[STUDY MATERIAL]:
'''

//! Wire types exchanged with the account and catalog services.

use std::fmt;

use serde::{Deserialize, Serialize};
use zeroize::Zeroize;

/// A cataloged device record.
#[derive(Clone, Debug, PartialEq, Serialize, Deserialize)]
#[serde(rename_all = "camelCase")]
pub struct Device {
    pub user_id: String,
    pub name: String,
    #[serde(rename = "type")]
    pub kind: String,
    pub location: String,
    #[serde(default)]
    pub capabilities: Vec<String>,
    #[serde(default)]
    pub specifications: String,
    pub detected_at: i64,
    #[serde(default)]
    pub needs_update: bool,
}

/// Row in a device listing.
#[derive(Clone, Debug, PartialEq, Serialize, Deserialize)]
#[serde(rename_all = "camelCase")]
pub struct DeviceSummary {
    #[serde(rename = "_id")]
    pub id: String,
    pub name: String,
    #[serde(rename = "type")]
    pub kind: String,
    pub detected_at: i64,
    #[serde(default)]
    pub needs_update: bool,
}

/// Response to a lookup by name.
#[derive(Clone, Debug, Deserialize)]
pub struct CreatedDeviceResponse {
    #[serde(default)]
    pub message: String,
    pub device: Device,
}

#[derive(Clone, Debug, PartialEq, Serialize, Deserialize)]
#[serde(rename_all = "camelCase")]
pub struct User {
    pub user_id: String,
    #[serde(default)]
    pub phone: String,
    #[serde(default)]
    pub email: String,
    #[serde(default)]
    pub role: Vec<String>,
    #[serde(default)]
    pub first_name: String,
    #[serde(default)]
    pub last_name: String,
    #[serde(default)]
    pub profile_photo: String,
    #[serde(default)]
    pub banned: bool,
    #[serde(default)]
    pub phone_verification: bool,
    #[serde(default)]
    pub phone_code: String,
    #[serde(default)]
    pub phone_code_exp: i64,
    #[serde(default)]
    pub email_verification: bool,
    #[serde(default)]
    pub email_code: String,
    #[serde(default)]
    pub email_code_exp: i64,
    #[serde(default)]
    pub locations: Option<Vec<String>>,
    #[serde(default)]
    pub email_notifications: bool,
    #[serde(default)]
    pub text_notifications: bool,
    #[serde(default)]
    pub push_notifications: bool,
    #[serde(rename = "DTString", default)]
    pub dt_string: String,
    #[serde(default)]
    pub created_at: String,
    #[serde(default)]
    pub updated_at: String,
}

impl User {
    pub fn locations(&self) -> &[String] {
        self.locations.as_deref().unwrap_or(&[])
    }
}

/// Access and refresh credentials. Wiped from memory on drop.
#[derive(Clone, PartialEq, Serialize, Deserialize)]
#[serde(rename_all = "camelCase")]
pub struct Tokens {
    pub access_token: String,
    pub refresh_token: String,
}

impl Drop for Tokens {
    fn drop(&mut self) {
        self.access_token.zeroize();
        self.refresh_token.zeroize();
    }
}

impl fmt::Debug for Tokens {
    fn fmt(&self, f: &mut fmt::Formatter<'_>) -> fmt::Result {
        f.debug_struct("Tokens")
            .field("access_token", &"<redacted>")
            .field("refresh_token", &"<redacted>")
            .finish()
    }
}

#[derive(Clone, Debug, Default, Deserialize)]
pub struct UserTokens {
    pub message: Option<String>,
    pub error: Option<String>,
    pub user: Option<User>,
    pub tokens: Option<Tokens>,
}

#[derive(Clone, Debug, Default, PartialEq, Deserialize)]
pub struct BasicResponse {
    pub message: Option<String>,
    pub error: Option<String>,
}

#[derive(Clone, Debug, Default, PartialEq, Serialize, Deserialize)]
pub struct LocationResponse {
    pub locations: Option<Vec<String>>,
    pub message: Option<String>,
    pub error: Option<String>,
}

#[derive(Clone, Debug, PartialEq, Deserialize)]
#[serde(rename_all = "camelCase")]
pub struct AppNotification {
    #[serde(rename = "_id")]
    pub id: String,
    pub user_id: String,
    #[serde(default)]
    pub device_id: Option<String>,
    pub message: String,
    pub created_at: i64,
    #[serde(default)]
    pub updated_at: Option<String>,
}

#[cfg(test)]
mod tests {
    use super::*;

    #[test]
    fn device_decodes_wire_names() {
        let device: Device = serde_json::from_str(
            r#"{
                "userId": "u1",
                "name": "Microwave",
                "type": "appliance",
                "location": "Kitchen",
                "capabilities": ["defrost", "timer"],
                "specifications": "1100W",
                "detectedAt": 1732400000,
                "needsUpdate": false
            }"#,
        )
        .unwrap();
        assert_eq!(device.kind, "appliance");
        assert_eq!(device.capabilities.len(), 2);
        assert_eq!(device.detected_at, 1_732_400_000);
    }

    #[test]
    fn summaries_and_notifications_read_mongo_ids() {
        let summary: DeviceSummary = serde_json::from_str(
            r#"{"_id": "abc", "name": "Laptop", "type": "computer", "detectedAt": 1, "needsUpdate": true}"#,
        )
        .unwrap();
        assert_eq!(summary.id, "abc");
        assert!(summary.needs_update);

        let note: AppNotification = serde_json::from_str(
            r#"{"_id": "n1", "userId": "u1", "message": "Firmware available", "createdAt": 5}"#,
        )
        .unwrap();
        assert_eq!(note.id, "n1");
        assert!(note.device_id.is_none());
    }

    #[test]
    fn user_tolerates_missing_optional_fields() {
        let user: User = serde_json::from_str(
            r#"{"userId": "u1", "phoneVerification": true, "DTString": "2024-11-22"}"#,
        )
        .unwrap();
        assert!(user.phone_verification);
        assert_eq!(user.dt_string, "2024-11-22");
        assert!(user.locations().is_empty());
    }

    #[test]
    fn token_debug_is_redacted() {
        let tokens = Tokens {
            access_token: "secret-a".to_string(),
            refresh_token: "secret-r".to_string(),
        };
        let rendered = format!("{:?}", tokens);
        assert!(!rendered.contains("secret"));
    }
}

'''
'''

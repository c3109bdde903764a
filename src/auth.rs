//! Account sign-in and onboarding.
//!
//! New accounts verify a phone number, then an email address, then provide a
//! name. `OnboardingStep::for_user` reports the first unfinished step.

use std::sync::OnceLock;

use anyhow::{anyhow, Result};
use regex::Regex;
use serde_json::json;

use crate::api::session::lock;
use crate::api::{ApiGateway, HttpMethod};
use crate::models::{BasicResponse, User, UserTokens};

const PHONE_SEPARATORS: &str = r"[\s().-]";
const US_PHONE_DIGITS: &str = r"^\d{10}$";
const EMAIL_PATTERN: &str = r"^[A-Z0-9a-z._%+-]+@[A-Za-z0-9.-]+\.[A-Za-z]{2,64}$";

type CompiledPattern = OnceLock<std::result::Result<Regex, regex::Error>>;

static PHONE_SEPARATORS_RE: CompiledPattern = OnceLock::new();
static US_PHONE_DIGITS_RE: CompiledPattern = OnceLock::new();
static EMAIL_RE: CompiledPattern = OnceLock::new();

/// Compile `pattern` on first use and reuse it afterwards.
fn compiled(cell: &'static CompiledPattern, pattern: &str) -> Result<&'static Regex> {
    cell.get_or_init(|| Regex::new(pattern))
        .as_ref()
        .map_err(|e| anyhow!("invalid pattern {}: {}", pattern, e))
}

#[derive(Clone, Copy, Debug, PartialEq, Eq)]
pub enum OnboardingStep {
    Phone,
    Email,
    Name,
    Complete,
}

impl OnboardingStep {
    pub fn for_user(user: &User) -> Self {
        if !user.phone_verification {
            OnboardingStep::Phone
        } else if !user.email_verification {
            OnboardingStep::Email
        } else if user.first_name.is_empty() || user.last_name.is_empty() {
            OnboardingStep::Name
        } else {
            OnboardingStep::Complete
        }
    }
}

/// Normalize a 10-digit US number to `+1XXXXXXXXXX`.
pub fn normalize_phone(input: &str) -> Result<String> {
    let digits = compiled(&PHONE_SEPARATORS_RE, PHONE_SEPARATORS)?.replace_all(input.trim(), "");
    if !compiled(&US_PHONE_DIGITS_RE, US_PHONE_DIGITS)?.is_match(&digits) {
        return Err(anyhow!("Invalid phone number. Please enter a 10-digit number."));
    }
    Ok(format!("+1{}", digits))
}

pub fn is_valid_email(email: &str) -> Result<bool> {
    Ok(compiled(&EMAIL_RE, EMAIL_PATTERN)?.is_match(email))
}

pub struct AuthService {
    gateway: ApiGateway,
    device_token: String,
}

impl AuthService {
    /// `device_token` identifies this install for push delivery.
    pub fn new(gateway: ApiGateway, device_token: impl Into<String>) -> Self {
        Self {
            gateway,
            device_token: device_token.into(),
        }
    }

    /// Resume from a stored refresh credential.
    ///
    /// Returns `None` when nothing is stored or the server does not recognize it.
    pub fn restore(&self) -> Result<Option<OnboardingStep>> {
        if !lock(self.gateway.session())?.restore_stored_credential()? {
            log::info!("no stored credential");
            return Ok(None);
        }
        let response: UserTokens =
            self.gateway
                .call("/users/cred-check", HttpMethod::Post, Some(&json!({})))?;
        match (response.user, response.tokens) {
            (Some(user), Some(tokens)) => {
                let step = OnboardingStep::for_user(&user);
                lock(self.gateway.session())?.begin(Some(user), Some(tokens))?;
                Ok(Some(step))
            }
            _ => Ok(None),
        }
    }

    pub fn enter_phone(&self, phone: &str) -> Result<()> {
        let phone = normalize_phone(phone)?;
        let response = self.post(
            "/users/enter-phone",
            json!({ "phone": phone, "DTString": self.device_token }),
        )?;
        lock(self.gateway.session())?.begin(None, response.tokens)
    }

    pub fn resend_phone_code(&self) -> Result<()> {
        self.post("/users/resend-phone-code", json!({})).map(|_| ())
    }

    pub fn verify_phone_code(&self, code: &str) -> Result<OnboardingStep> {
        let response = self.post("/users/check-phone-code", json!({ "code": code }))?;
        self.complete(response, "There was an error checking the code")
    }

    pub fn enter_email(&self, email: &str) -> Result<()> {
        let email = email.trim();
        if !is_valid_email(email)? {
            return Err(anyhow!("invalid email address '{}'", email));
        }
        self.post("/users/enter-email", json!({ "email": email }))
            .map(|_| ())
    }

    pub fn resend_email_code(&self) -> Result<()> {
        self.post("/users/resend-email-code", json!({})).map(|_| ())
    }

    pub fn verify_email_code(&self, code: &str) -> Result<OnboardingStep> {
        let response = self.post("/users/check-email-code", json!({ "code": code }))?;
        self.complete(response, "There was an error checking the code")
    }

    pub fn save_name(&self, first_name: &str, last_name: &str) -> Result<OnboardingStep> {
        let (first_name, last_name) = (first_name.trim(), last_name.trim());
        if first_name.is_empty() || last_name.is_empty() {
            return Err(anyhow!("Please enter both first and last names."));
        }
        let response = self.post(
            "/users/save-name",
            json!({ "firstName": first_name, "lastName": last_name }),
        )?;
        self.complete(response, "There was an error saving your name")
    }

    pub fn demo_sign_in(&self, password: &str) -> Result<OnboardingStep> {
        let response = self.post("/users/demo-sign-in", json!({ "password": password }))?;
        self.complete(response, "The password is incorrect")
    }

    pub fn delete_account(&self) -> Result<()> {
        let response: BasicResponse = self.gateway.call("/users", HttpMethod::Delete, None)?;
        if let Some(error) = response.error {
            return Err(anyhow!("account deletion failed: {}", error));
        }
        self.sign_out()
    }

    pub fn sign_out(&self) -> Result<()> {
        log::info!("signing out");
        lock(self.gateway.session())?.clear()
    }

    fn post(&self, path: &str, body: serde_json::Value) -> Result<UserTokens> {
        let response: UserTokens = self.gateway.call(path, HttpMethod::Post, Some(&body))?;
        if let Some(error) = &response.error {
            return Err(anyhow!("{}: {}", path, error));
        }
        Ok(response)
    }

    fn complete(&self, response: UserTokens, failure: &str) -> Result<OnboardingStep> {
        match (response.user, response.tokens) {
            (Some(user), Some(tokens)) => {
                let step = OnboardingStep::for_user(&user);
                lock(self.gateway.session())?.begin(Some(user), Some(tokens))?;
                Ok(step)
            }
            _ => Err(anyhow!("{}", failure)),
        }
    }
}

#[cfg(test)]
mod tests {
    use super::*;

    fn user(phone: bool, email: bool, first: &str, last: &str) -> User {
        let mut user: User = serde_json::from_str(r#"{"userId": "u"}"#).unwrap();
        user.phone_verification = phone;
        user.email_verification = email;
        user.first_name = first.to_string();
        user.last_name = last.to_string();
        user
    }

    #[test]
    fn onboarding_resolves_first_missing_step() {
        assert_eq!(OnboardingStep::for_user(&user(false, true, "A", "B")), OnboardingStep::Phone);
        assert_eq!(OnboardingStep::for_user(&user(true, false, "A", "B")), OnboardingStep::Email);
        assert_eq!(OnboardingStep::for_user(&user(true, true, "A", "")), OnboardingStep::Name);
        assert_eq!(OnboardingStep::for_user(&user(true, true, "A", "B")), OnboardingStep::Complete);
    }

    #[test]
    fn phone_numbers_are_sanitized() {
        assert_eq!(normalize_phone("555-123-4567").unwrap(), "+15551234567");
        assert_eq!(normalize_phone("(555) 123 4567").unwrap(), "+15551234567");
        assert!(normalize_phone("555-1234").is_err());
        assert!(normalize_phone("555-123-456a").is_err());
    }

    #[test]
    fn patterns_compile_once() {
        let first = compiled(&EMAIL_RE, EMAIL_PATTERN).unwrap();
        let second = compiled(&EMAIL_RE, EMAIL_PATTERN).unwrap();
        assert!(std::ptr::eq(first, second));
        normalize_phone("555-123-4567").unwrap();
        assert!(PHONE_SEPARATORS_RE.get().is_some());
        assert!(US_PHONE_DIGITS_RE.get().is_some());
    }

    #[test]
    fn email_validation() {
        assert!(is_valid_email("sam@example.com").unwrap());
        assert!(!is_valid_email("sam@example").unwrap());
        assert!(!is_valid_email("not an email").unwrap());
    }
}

'''

Using the records above, work out how many lines hold the string "HttpMethod"; answer with that number alone.

4